投稿者:1年生の母 (1970年生まれ/女性/兵庫県在住)

私は45歳の主婦です。
小学校1年生の時の話なので、かれこれ40年近く前になります。
田舎のおじいちゃんの病気の具合が悪くなり、一人娘の母が看病に行くことになりました。

兄妹は1年生の私と3年生の兄の2人です。
父は仕事が忙しく、私達子どもの世話をする時間がないと判断した母は、学校の先生に「妹だけを田舎に一緒に連れて行きたいので、学校を休ませます」と言ったそうです。
すると先生は、「学校なら私の家から行けばよい。私の家に泊まらせてください。

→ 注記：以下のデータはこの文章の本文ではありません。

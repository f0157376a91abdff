//! CLI command implementations.
//!
//! | Module  | Commands handled          |
//! |---------|---------------------------|
//! | `serve` | `Serve`                   |
//! | `exec`  | `Exec`                    |
//! | `jobs`  | `Jobs`, `Show`, `Stats`   |

use std::sync::Arc;

use foreman::config::ForemanConfig;
use foreman::monitor::{EventSink, Hub};
use foreman::notify::HubNotifier;
use foreman::runner::CodeRunner;

pub mod exec;
pub mod jobs;
pub mod serve;

pub use exec::{ExecArgs, cmd_exec};
pub use jobs::{cmd_jobs, cmd_show, cmd_stats};
pub use serve::cmd_serve;

/// Runner whose events and notifications go to `hub`.
pub fn job_runner(config: &ForemanConfig, hub: &Hub) -> CodeRunner {
    let sink: Arc<dyn EventSink> = Arc::new(hub.clone());
    let notifier = HubNotifier::new(sink.clone()).with_public_url(config.server.public_url.clone());
    CodeRunner::new(config.runner.clone(), sink).with_notifier(Arc::new(notifier))
}
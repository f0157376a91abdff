//! The monitoring page, compiled into the binary from `ui/`.

use rust_embed::RustEmbed;

#[derive(RustEmbed)]
#[folder = "ui/"]
pub struct Assets;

」とおっしゃったそうです。
その先生は母よりも年上で、50代くらいだったでしょうか。
40人程はいたであろうクラスの生徒の家庭が困っていた時に、「自分が面倒を見る」と言ってくれたのです。

結局、母は単独で田舎のおじいちゃんの看護に向かい、父が子ども2人の面倒を見てくれましたが、当時6歳だった私は先生がそんな言葉を言ってくれたとは知らされませんでした。
母から話を聞いたのは小学校4年生の頃で、その頃にはすでに先生は転勤してしまっていました。

その先生は母との面談の度に、「この子はとても頭のいい子なので、是非しっかりと勉強させてあげてください」と言ってくださり、母からそれを聞いて、「私は頭がいいんだ」と何の根拠もないながら自信を持つことができました。

当時は今のように個人情報保護法もなく、モンスターペアレントの言葉もなく、おおらかな時代でした。
私のことをそこまで気にかけてくださった先生のお気持ちがとても嬉しく、今、息子が小学校1年生になった私は、改めていい先生だったな、と振り返っています。